Assignment:
I'd like the number of lines in the material below that include the word "restored", written with no other text.

* * *

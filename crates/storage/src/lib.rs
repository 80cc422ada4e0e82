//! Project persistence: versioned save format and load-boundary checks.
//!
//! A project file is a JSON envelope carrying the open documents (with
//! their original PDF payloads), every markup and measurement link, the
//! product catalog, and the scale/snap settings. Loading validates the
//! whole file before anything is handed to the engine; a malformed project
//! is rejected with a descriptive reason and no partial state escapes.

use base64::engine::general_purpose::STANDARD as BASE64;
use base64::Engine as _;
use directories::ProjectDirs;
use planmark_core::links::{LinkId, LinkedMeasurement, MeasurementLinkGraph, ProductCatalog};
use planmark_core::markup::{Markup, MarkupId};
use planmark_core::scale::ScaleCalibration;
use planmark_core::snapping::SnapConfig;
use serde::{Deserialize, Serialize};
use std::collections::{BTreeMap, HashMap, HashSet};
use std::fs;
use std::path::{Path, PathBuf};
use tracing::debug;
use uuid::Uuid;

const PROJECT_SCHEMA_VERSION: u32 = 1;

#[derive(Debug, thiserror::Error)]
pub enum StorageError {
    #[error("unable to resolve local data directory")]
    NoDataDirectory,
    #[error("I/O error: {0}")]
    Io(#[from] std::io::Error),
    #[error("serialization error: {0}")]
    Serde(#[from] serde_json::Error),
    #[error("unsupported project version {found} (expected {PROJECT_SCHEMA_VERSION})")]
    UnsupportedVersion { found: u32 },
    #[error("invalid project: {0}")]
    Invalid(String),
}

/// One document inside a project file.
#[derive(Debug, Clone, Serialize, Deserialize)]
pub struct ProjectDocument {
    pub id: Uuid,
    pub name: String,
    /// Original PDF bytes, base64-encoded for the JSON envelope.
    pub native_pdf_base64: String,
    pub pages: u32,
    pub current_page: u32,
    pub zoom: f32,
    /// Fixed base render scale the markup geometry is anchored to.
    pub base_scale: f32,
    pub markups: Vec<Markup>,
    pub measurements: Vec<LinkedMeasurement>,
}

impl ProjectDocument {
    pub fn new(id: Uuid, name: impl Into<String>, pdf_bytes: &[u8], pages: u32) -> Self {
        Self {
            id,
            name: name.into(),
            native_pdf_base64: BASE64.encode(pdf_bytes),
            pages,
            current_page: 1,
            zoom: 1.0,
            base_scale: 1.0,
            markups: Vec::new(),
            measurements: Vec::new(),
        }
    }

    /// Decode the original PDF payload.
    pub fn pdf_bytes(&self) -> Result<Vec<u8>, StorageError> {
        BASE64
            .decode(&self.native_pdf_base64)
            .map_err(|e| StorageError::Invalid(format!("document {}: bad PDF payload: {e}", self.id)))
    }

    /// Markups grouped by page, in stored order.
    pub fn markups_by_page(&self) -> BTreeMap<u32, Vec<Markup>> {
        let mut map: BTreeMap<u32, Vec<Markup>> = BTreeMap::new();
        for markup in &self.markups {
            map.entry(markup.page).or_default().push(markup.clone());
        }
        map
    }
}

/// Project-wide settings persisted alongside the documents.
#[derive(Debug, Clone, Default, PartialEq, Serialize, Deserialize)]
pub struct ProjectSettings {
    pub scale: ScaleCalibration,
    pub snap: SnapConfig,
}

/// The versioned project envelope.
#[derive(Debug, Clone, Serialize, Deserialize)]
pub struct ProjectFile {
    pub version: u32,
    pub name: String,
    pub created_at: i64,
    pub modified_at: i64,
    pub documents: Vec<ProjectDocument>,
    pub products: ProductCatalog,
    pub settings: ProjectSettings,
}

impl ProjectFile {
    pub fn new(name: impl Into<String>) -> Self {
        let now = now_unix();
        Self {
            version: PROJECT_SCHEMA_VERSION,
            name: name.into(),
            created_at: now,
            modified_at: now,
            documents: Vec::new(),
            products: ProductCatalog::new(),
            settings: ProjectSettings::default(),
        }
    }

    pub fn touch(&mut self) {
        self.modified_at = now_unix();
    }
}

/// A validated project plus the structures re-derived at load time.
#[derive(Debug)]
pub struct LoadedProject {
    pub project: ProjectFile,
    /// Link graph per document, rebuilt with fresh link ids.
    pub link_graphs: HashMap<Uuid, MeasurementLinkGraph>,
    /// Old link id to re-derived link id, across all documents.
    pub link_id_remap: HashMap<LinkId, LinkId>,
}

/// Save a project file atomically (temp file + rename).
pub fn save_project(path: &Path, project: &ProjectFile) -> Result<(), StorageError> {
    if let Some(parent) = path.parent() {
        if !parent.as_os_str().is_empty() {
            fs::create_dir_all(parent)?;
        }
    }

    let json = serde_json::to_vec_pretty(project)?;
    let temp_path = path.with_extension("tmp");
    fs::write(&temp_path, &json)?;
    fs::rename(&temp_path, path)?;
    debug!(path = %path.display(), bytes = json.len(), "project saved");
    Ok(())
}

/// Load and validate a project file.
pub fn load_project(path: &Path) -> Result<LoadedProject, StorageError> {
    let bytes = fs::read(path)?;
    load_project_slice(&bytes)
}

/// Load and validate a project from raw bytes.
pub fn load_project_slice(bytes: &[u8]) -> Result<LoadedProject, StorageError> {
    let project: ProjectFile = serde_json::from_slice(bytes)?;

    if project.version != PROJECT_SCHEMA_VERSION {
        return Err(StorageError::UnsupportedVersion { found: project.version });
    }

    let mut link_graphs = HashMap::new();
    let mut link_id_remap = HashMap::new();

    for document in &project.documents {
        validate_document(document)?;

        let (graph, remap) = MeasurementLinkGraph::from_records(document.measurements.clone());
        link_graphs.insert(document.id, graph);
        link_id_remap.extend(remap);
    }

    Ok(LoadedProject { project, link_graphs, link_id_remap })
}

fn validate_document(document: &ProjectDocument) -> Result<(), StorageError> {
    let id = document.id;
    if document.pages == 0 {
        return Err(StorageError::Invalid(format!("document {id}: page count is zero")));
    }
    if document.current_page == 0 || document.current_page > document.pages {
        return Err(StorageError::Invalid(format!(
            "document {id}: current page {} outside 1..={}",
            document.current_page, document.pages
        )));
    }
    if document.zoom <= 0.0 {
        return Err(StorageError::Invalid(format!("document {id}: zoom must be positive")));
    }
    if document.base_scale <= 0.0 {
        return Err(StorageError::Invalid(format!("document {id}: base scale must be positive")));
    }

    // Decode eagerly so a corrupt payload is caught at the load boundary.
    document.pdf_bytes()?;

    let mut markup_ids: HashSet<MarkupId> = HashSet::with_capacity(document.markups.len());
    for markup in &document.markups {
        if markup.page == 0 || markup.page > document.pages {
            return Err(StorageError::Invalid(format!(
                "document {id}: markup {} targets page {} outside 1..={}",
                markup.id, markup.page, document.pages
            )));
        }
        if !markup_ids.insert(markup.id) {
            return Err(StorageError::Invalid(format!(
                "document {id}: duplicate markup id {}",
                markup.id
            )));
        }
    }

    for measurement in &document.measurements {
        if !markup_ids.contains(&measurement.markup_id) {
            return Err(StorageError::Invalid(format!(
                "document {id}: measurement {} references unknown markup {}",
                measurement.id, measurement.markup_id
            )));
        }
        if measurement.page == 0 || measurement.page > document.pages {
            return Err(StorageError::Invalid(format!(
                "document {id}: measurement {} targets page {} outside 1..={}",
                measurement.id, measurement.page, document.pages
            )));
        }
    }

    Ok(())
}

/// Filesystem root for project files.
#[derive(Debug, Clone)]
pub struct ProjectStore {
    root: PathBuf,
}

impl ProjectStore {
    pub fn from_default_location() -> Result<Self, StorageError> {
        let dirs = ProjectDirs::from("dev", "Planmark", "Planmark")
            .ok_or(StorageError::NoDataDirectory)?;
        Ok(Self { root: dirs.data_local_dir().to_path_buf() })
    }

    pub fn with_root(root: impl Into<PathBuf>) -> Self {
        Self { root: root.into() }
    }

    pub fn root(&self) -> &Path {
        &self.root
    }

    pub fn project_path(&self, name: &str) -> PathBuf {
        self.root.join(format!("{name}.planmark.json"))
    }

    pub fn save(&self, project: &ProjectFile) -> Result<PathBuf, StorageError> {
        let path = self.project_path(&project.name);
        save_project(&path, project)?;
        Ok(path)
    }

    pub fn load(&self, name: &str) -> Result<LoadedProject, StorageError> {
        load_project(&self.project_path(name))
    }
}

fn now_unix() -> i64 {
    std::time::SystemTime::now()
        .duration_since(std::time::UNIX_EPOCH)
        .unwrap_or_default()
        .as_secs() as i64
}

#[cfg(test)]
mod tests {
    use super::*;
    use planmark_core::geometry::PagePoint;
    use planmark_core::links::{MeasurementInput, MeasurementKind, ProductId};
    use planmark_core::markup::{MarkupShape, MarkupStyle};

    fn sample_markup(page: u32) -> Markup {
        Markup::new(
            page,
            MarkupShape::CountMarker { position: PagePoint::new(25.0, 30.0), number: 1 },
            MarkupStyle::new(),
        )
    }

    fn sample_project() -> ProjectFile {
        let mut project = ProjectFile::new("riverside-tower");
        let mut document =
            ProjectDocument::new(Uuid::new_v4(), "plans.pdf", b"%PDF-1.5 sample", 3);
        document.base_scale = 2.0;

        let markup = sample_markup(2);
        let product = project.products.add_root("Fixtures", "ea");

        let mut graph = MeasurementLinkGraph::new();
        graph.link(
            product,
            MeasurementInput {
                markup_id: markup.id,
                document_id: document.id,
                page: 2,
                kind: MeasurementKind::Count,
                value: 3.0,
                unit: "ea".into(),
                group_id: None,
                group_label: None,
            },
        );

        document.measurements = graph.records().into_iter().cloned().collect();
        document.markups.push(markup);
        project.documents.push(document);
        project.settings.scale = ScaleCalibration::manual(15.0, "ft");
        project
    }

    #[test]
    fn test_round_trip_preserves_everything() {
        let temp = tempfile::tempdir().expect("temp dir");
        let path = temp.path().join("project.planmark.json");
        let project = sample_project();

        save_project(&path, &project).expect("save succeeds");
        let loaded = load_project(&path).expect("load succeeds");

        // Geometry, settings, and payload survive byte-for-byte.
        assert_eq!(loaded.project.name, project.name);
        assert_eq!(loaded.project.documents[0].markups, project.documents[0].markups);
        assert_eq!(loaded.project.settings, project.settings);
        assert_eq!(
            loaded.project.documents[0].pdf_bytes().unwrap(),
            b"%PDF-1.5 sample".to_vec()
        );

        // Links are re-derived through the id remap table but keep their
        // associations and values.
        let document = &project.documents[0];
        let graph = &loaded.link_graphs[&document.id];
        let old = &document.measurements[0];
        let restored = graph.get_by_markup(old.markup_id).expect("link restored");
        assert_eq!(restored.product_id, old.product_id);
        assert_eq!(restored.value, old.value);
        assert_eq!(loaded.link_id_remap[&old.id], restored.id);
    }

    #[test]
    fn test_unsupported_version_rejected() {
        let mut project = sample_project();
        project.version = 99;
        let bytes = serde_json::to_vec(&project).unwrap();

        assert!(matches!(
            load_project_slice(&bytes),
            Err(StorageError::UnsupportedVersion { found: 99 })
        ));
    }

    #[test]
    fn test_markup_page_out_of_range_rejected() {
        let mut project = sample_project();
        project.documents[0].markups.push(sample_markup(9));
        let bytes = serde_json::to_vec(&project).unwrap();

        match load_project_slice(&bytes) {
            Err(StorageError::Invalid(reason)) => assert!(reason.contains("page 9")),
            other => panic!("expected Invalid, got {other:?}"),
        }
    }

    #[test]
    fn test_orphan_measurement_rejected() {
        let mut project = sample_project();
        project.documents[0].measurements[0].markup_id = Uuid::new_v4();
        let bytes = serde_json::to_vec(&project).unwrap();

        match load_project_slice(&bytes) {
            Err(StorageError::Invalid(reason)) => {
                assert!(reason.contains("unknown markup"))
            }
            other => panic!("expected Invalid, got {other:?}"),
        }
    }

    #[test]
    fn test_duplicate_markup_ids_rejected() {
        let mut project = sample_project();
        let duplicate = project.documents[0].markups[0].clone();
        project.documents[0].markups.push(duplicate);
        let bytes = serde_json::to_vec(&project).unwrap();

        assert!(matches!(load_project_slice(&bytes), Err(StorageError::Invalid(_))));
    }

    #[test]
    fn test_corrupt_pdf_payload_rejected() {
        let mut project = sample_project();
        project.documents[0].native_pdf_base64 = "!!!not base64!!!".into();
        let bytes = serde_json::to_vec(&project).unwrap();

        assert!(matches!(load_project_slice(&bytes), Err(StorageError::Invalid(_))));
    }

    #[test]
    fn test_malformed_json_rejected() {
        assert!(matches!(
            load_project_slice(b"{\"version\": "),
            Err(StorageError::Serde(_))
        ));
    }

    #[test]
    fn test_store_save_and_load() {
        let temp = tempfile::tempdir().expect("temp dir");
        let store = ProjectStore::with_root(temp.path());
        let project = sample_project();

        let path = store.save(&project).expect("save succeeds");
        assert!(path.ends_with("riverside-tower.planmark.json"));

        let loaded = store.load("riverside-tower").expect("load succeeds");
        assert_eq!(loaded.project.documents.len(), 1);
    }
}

* * *

Response to this task:
4